Trans‐oral robotic surgery: a safe and effective tool in head and neck surgery in an Australian rural setting
Johnson Huang, Nicholas Phillips, James Nightingale, Srinivas Kondalsamy‐Chennakesavan, Roger Grigg, Suresh Mahendran
- Year
- 2021
- Citations
- 2
Abstract
BACKGROUND: Trans-oral robotic surgery (TORS) facilitates surgical resection of tumours as an alternative to open surgery and has demonstrated favourable oncological results. Given the novelty of TORS and the paucity of evidence on TORS-specific complications in a rural setting, we report our experience with TORS at an Australian rural head and neck centre. METHODS: A retrospective review of all robotic cases performed at a regional head and neck centre in Queensland was undertaken from 2014 to 2019. Patient demographics, pre-operative surgical risk, complications and outcomes such as margins and cancer recurrence were recorded. Complications were graded based on the Clavien-Dindo grading system. Descriptive statistics were used to present patient characteristics and statistical analyses were performed using Stata.
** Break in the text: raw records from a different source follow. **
use crate::app::{App, AppMode};
use crate::components::{
    render_card_tile, render_confirm_popup, render_text_popup, TILE_HEIGHT, TILE_WIDTH,
};
use crate::theme::*;
use doccards_domain::CardController;
use ratatui::{
    layout::{Constraint, Direction, Layout, Rect},
    text::{Line, Span},
    widgets::{Block, Borders, Paragraph},
    Frame,
};

const TILE_GAP: u16 = 2;
const ACTIVITY_LINES: usize = 50;

pub fn render(app: &mut App, frame: &mut Frame) {
    let chunks = Layout::default()
        .direction(Direction::Vertical)
        .constraints([
            Constraint::Length(3),
            Constraint::Min(0),
            Constraint::Length(3),
        ])
        .split(frame.area());

    render_header(app, frame, chunks[0]);

    let cards_area = if app.show_activity {
        let main = Layout::default()
            .direction(Direction::Horizontal)
            .constraints([Constraint::Percentage(70), Constraint::Percentage(30)])
            .split(chunks[1]);
        render_activity(app, frame, main[1]);
        main[0]
    } else {
        chunks[1]
    };

    let (per_row, visible_rows) = grid_shape(cards_area);
    app.selection
        .ensure_selected_visible(app.board.len(), per_row, visible_rows);
    render_cards(app, frame, cards_area);

    render_footer(app, frame, chunks[2]);

    match &app.mode {
        AppMode::Normal => {}
        AppMode::EditCard(card_id) => {
            if let Some(draft) = app.controllers.get(card_id).and_then(|c| c.draft()) {
                render_text_popup(
                    frame,
                    &format!(" Edit card #{} ", card_id),
                    "Description:",
                    draft,
                    4,
                );
            }
        }
        AppMode::PickFile => {
            render_text_popup(frame, " Upload ", "Path to file:", &app.path_input, 1);
        }
        AppMode::ConfirmDelete { message } => {
            render_confirm_popup(frame, " Delete ", message);
        }
    }
}

fn render_header(app: &App, frame: &mut Frame, area: Rect) {
    if let Some(banner) = &app.banner {
        banner.render(frame, area);
        return;
    }
    let title = Line::from(vec![
        Span::styled("Documents ", bold_highlight()),
        Span::styled(format!("({} cards)", app.board.len()), label_text()),
    ]);
    frame.render_widget(
        Paragraph::new(title).block(Block::default().borders(Borders::BOTTOM)),
        area,
    );
}

/// Cards per row and whole rows that fit in `area`. At least one of each,
/// so the selected card always gets a (possibly clipped) tile.
pub fn grid_shape(area: Rect) -> (usize, usize) {
    let per_row = ((area.width + TILE_GAP) / (TILE_WIDTH + TILE_GAP)).max(1);
    let rows = ((area.height + 1) / (TILE_HEIGHT + 1)).max(1);
    (per_row as usize, rows as usize)
}

/// Lay the tiles out left to right, wrapping into rows like the web grid,
/// starting at row `row_offset`. Yields the card index with each tile.
pub fn tile_areas(area: Rect, count: usize, row_offset: usize) -> Vec<(usize, Rect)> {
    let (per_row, visible_rows) = grid_shape(area);
    let first = row_offset * per_row;
    (first..count)
        .take(per_row * visible_rows)
        .map(|idx| {
            let col = ((idx - first) % per_row) as u16;
            let row = ((idx - first) / per_row) as u16;
            let tile = Rect {
                x: area.x + col * (TILE_WIDTH + TILE_GAP),
                y: area.y + row * (TILE_HEIGHT + 1),
                width: TILE_WIDTH,
                height: TILE_HEIGHT,
            };
            (idx, tile.intersection(area))
        })
        .filter(|(_, tile)| !tile.is_empty())
        .collect()
}

fn render_cards(app: &App, frame: &mut Frame, area: Rect) {
    if app.board.is_empty() {
        frame.render_widget(
            Paragraph::new("No cards yet. Press 'n' to add one!").style(label_text()),
            area,
        );
        return;
    }

    let cards = app.board.cards();
    for (idx, tile) in tile_areas(area, cards.len(), app.selection.row_offset()) {
        let record = &cards[idx];
        let view = app
            .controllers
            .get(&record.id)
            .map(|controller| controller.present(record))
            .unwrap_or_else(|| CardController::new(record.id).present(record));
        render_card_tile(frame, tile, &view, app.selection.get() == Some(idx));
    }
}

fn render_activity(app: &App, frame: &mut Frame, area: Rect) {
    let lines: Vec<Line> = app
        .activity
        .recent(ACTIVITY_LINES)
        .iter()
        .rev()
        .map(|entry| Line::from(Span::styled(entry.display_line(), label_text())))
        .collect();
    let panel = Paragraph::new(lines).block(
        Block::default()
            .title(" Activity ")
            .borders(Borders::ALL)
            .border_style(focused_border()),
    );
    frame.render_widget(panel, area);
}

fn render_footer(app: &App, frame: &mut Frame, area: Rect) {
    let help = match &app.mode {
        AppMode::Normal if app.in_flight.is_some() => "Waiting... | q: quit",
        AppMode::Normal => {
            "←/→: select | n: new | e: edit | x: corner | t: tag | u/r: undo/redo | a: activity | q: quit"
        }
        AppMode::EditCard(_) => "Enter: save | Alt+Enter: new line | Esc: cancel",
        AppMode::PickFile => "Enter: upload | Esc: cancel",
        AppMode::ConfirmDelete { .. } => "y: delete | n: keep | q: keep and quit",
    };
    frame.render_widget(
        Paragraph::new(help)
            .style(label_text())
            .block(Block::default().borders(Borders::TOP)),
        area,
    );
}
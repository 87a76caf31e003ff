//! Terminal implementations of the card capabilities.
//!
//! Prompts are answered inside the app loop: each capability posts a
//! [`PromptRequest`] carrying a oneshot reply and waits on it. Files are read
//! from and written to the local filesystem.

use async_trait::async_trait;
use chrono::{DateTime, Utc};
use doccards_core::{AppConfig, DocCardsError, DocCardsResult};
use doccards_domain::{
    Capabilities, ConfirmPrompt, FileDownloader, FileHandle, FileMeta, FilePicker,
};
use std::path::{Path, PathBuf};
use std::sync::Arc;
use tokio::sync::oneshot;

use crate::events::{Event, EventSender, PromptRequest};

const FALLBACK_DOWNLOAD_NAME: &str = "download.bin";

pub fn tui_capabilities(config: &AppConfig, events: EventSender) -> Capabilities {
    Capabilities::new(
        Arc::new(TuiFilePicker::new(events.clone())),
        Arc::new(TuiDownloader::new(
            config.effective_download_dir(),
            events.clone(),
        )),
        Arc::new(TuiConfirmPrompt::new(events)),
    )
}

pub struct TuiFilePicker {
    events: EventSender,
}

impl TuiFilePicker {
    pub fn new(events: EventSender) -> Self {
        Self { events }
    }
}

#[async_trait]
impl FilePicker for TuiFilePicker {
    async fn open(&self) -> Option<FileMeta> {
        let (reply, answer) = oneshot::channel();
        if self
            .events
            .send(Event::Prompt(PromptRequest::PickFile { reply }))
            .is_err()
        {
            return None;
        }

        let path = answer.await.ok().flatten()?;
        match read_file_meta(&path).await {
            Ok(meta) => Some(meta),
            Err(e) => {
                tracing::error!("Failed to read {}: {}", path.display(), e);
                let _ = self
                    .events
                    .send(Event::HostError(format!("Cannot open {}: {}", path.display(), e)));
                None
            }
        }
    }
}

pub struct TuiDownloader {
    download_dir: PathBuf,
    events: EventSender,
}

impl TuiDownloader {
    pub fn new(download_dir: PathBuf, events: EventSender) -> Self {
        Self {
            download_dir,
            events,
        }
    }
}

#[async_trait]
impl FileDownloader for TuiDownloader {
    async fn save(&self, content: FileHandle, suggested_name: String) {
        match write_download(&self.download_dir, &suggested_name, &content).await {
            Ok(path) => tracing::info!("Saved {} bytes to {}", content.len(), path.display()),
            Err(e) => {
                tracing::error!("Failed to save {}: {}", suggested_name, e);
                let _ = self
                    .events
                    .send(Event::HostError(format!("Cannot save {}: {}", suggested_name, e)));
            }
        }
    }
}

pub struct TuiConfirmPrompt {
    events: EventSender,
}

impl TuiConfirmPrompt {
    pub fn new(events: EventSender) -> Self {
        Self { events }
    }
}

#[async_trait]
impl ConfirmPrompt for TuiConfirmPrompt {
    async fn ask(&self, message: &str) -> bool {
        let (reply, answer) = oneshot::channel();
        let request = PromptRequest::Confirm {
            message: message.to_string(),
            reply,
        };
        if self.events.send(Event::Prompt(request)).is_err() {
            return false;
        }
        answer.await.unwrap_or(false)
    }
}

/// Load a file from disk into a session handle.
pub async fn read_file_meta(path: &Path) -> DocCardsResult<FileMeta> {
    let name = path
        .file_name()
        .and_then(|name| name.to_str())
        .ok_or_else(|| DocCardsError::Validation(format!("{} has no file name", path.display())))?
        .to_string();

    let metadata = tokio::fs::metadata(path).await?;
    if !metadata.is_file() {
        return Err(DocCardsError::Validation(format!(
            "{} is not a file",
            path.display()
        )));
    }

    let bytes = tokio::fs::read(path).await?;
    let mime_type = mime_guess::from_path(path)
        .first_raw()
        .unwrap_or_default()
        .to_string();
    let last_modified_at = metadata
        .modified()
        .map(DateTime::<Utc>::from)
        .unwrap_or_else(|_| Utc::now());

    Ok(FileMeta::new(
        FileHandle::from_bytes(bytes),
        name,
        mime_type,
        last_modified_at,
    ))
}

/// Write content under `dir`, never overwriting: a taken name becomes
/// `name (1).ext`, `name (2).ext`, and so on.
pub async fn write_download(
    dir: &Path,
    suggested_name: &str,
    content: &FileHandle,
) -> DocCardsResult<PathBuf> {
    tokio::fs::create_dir_all(dir).await?;
    let destination = unique_destination(dir, suggested_name);
    tokio::fs::write(&destination, content.as_bytes()).await?;
    Ok(destination)
}

pub fn unique_destination(dir: &Path, suggested_name: &str) -> PathBuf {
    // Only the final component is honoured, so a name cannot escape `dir`.
    let name = Path::new(suggested_name)
        .file_name()
        .and_then(|name| name.to_str())
        .filter(|name| !name.is_empty())
        .unwrap_or(FALLBACK_DOWNLOAD_NAME);

    let candidate = dir.join(name);
    if !candidate.exists() {
        return candidate;
    }

    let stem = Path::new(name)
        .file_stem()
        .and_then(|s| s.to_str())
        .unwrap_or(name);
    let extension = Path::new(name).extension().and_then(|e| e.to_str());

    (1..)
        .map(|n| match extension {
            Some(ext) => dir.join(format!("{} ({}).{}", stem, n, ext)),
            None => dir.join(format!("{} ({})", stem, n)),
        })
        .find(|path| !path.exists())
        .unwrap_or(candidate)
}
RESULTS: Forty-two TORS surgeries were performed. Twenty-one had histology confirming malignancy. There were no adverse intraoperative effects. Overall, seven patients (16.7%) had at least one complication. Four were recorded as a Clavien-Dindo 3b (post-operative bleed, wound infection and drain dislodgment). Of two cases with residual positive margins, one declined further surgery, and another received chemoradiotherapy. One patient recurred with distant metastatic disease, and another had locoregional nodal recurrence. The distribution of complications was significant across the pre-operative risk categories for both American Society of Anaesthesiologists and surgical risk score (P = 0.02). CONCLUSION: TORS in a rural head and neck centre is a safe and viable treatment option for patients so long as this is undertaken with appropriate training, mentorship and teamwork.